The geographic constraints of their location on the Ayrshire Riviera have restricted both the continued development of the club and the ambition of their coach. Ingrained communities rarely supplemented by transient incomers are weakened further by the departure of young people looking for something more than chippies, charity shops and cynicism.
As ever with sports that occupy peripheral positions on the sporting spectrum, financial deprivation has also been an inhibiting factor. Indeed, the poverty suffered is such that merely maintaining the club's part-time existence has become a full-time challenge.
"We are an amateur sport with low profile so we struggle financially," concedes Campbell. "We're not even a core sport like badminton, so that support is simply not available to us either. As a result, we have to rely on fundraising just to hire halls to use. In fact, if it were not for a handful of committed individuals, we simply could not keep the club going.
"Different parameters are at work in amateur sport, things that people don't see in the background. We've got guys at the club who have found that life and careers are catching up with them and they find it difficult to commit to training twice a week and matches because of other commitments. Even on Sunday, one of my sons played in the final off the back of two night shifts."
Each of Campbell's four boys have played for the Tornadoes, with two taking part at the weekend. Their involvement is nothing more than a "natural progression" but it is exactly that kind of pathway into the sport that the Drongan native is attempting to nurture.

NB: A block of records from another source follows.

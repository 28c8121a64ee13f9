//! Balancer service entry point

use std::sync::Arc;

use clap::Parser;
use tracing::{info, Level};
use tracing_subscriber::FmtSubscriber;

use balancer::api::HttpApi;
use balancer::watch::TopologyWatcher;
use balancer::{Balancer, BalancerConfig, LocalCluster};

/// Balancer - Tablet and leader placement balancer
#[derive(Parser, Debug)]
#[command(name = "balancer")]
#[command(about = "Tablet and leader placement balancer for a partitioned database")]
struct Args {
    /// Configuration file (YAML)
    #[arg(short = 'f', long)]
    config: Option<String>,

    /// Cluster name
    #[arg(short, long)]
    cluster: Option<String>,

    /// HTTP API listen address
    #[arg(long)]
    http_addr: Option<String>,

    /// Tick interval (milliseconds)
    #[arg(long)]
    tick_interval_ms: Option<u64>,

    /// Heartbeat timeout (seconds)
    #[arg(long)]
    heartbeat_timeout: Option<i64>,

    /// Placement blocks, e.g. "c.r.z0,c.r.z1,c.r.z2"
    #[arg(long)]
    placement: Option<String>,

    /// Replication factor
    #[arg(long)]
    replication_factor: Option<u32>,

    /// Preferred leader zones, comma separated
    #[arg(long, value_delimiter = ',')]
    preferred_zones: Vec<String>,

    /// Log level
    #[arg(long)]
    log_level: Option<String>,
}

impl Args {
    /// Apply command line overrides on top of the file configuration
    fn apply(self, config: &mut BalancerConfig) {
        if let Some(cluster) = self.cluster {
            config.cluster.name = cluster;
        }
        if let Some(http_addr) = self.http_addr {
            config.server.http_addr = http_addr;
        }
        if let Some(tick) = self.tick_interval_ms {
            config.balancer.tick_interval_ms = tick;
        }
        if let Some(timeout) = self.heartbeat_timeout {
            config.node_manager.heartbeat_timeout_secs = timeout;
        }
        if let Some(placement) = self.placement {
            config.placement.blocks = placement;
        }
        if let Some(rf) = self.replication_factor {
            config.placement.replication_factor = rf;
        }
        if !self.preferred_zones.is_empty() {
            config.placement.preferred_zones = self.preferred_zones;
        }
        if let Some(level) = self.log_level {
            config.log.level = level;
        }
    }
}

#[tokio::main]
async fn main() -> anyhow::Result<()> {
    let args = Args::parse();

    let mut config = match &args.config {
        Some(path) => BalancerConfig::from_file(path)?,
        None => BalancerConfig::default(),
    };
    args.apply(&mut config);
    config.validate()?;

    // Initialize logging
    let level = match config.log.level.to_lowercase().as_str() {
        "trace" => Level::TRACE,
        "debug" => Level::DEBUG,
        "info" => Level::INFO,
        "warn" => Level::WARN,
        "error" => Level::ERROR,
        _ => Level::INFO,
    };

    let subscriber = FmtSubscriber::builder()
        .with_max_level(level)
        .with_target(true)
        .with_thread_ids(false)
        .with_file(false)
        .with_line_number(false)
        .finish();

    tracing::subscriber::set_global_default(subscriber)?;

    info!("Starting balancer...");
    info!("  Cluster: {}", config.cluster.name);
    info!("  HTTP API: {}", config.server.http_addr);
    info!("  Tick interval: {}ms", config.balancer.tick_interval_ms);

    let cluster = LocalCluster::new(
        config.cluster.name.clone(),
        config.node_manager.clone(),
        TopologyWatcher::new(),
    );
    let balancer = Arc::new(Balancer::with_local_cluster(&cluster, &config));

    // Initial policy
    balancer
        .modify_placement_info(&config.placement.blocks, config.placement.replication_factor)
        .await?;
    balancer
        .set_preferred_zones(&config.placement.preferred_zones)
        .await?;
    balancer
        .set_system_tables_use_preferred_zones(config.placement.system_tables_use_preferred_zones)
        .await?;

    // Start background tasks
    let (shutdown_tx, shutdown_rx) = tokio::sync::watch::channel(false);
    let _heartbeat_handle = cluster.node_manager().clone().start_heartbeat_checker();
    let balancer_handle = balancer.clone().start(shutdown_rx);

    // Start HTTP API
    let http_api = HttpApi::new(balancer.clone(), cluster.clone());
    let app = http_api.router();

    let listener = tokio::net::TcpListener::bind(&config.server.http_addr).await?;
    info!("HTTP API listening on {}", config.server.http_addr);

    axum::serve(listener, app)
        .with_graceful_shutdown(async {
            let _ = tokio::signal::ctrl_c().await;
            info!("Shutdown signal received");
        })
        .await?;

    shutdown_tx.send(true)?;
    balancer_handle.await?;

    Ok(())
}
//! Collaborator interfaces
//!
//! The balancer reads cluster state through [`ClusterSource`], issues commands
//! through [`ActionDispatcher`] and persists validated policy through
//! [`PlacementAdmin`]. Dispatch acceptance is synchronous; completion comes
//! back later through the [`AckHandle`] handed to the dispatcher.

use async_trait::async_trait;
use serde::Serialize;
use tokio::sync::mpsc;
use tracing::debug;

use crate::action::BalancerAction;
use crate::error::{BalancerError, DispatchError};
use crate::metadata::{NodeInfo, PlacementPath, TableId, TableInfo, TabletId, TabletInfo};
use crate::policy::{PlacementPolicy, TablePolicy};

/// Monotonic id of a dispatched action
pub type ActionId = u64;

/// Read side of the cluster
#[async_trait]
pub trait ClusterSource: Send + Sync {
    /// All known nodes with placement, status, heartbeat and weight
    async fn topology(&self) -> Result<Vec<NodeInfo>, BalancerError>;

    async fn tables(&self) -> Result<Vec<TableInfo>, BalancerError>;

    /// Tablets of one table
    async fn tablet_assignment(&self, table: &TableId) -> Result<Vec<TabletInfo>, BalancerError>;

    /// Placement policy and preferred zones in force for one table
    async fn placement_policy(&self, table: &TableId) -> Result<TablePolicy, BalancerError>;

    /// Cluster-wide preferred zones, whether or not any table exists
    async fn preferred_zones(&self) -> Result<Vec<PlacementPath>, BalancerError>;
}

/// Command channel
#[async_trait]
pub trait ActionDispatcher: Send + Sync {
    /// Accept or reject an action; completion is reported through `ack`
    async fn dispatch(&self, action: BalancerAction, ack: AckHandle) -> Result<(), DispatchError>;
}

/// Persistence of validated policy
#[async_trait]
pub trait PlacementAdmin: Send + Sync {
    async fn store_placement(&self, policy: PlacementPolicy) -> Result<(), BalancerError>;

    async fn store_table_placement(&self, table: &TableId, policy: PlacementPolicy) -> Result<(), BalancerError>;

    async fn store_preferred_zones(&self, zones: Vec<PlacementPath>) -> Result<(), BalancerError>;

    async fn store_system_tables_use_preferred_zones(&self, enabled: bool) -> Result<(), BalancerError>;
}

/// Completion report of one action
#[derive(Debug, Clone, PartialEq, Eq, Serialize)]
pub struct ActionAck {
    pub action_id: ActionId,
    pub tablet: TabletId,
    /// `Err` carries the failure reason
    pub outcome: Result<(), String>,
}

/// One-shot completion handle for a dispatched action
#[derive(Debug, Clone)]
pub struct AckHandle {
    action_id: ActionId,
    tablet: TabletId,
    tx: mpsc::UnboundedSender<ActionAck>,
}

impl AckHandle {
    pub fn new(action_id: ActionId, tablet: TabletId, tx: mpsc::UnboundedSender<ActionAck>) -> Self {
        Self { action_id, tablet, tx }
    }

    pub fn action_id(&self) -> ActionId {
        self.action_id
    }

    pub fn tablet(&self) -> &TabletId {
        &self.tablet
    }

    /// Report success
    pub fn complete(self) {
        self.send(Ok(()));
    }

    /// Report failure
    pub fn fail(self, reason: impl Into<String>) {
        self.send(Err(reason.into()));
    }

    fn send(self, outcome: Result<(), String>) {
        let ack = ActionAck {
            action_id: self.action_id,
            tablet: self.tablet,
            outcome,
        };
        // The run loop may have shut down; a late ack is meaningless then.
        if self.tx.send(ack).is_err() {
            debug!("Dropped ack for action {}: run loop gone", self.action_id);
        }
    }
}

A business studies teacher by trade, he has been using his position to attract local youngsters into the sport since assuming his post at Marr College in 1991. As one of an unprecedented six coaches for just five teams at Cumnock Academy before his move to Troon, Campbell was dismayed to discover that there was no outlet for basketball in the town and was the driving force behind the hasty birth of the Tornadoes.
"I'm a big believer in links between clubs and schools and when I moved here I saw a potential pathway for the kids," recalls Campbell who, like many of his generation in Ayrshire, discovered the sport courtesy of Bill Bailey, a committed PE teacher.
"There was no basketball really played in this area but we've totally surpassed my expectations. When we started I thought we would struggle to compete, never mind win things."
His triumph has fuelled a desire to maintain the club's standing, and 17 years on he is still striving to bring the game to his pupils.
To burnish the senior successes, Marr's under-14 boys won the Scottish Schools Cup earlier this year, while Largs Academy, their Ayrshire brethren, were defeated finalists at under-15 level. This encouraging emergence of a nucleus of local talent hints at a sustainable future for the club, at the very least, but Campbell insists that more players and funding are always required.
"The work going on through the development group will prove fruitful in years to come," he says, relishing what is perhaps his greatest achievement. "I coach three teams at the school as well as at the club and I can see green shoots coming through.
"I've been involved in international basketball for the last 20 years and now that I'm at the fag end of my coaching career, hopefully, I can pass on some of what I've learned."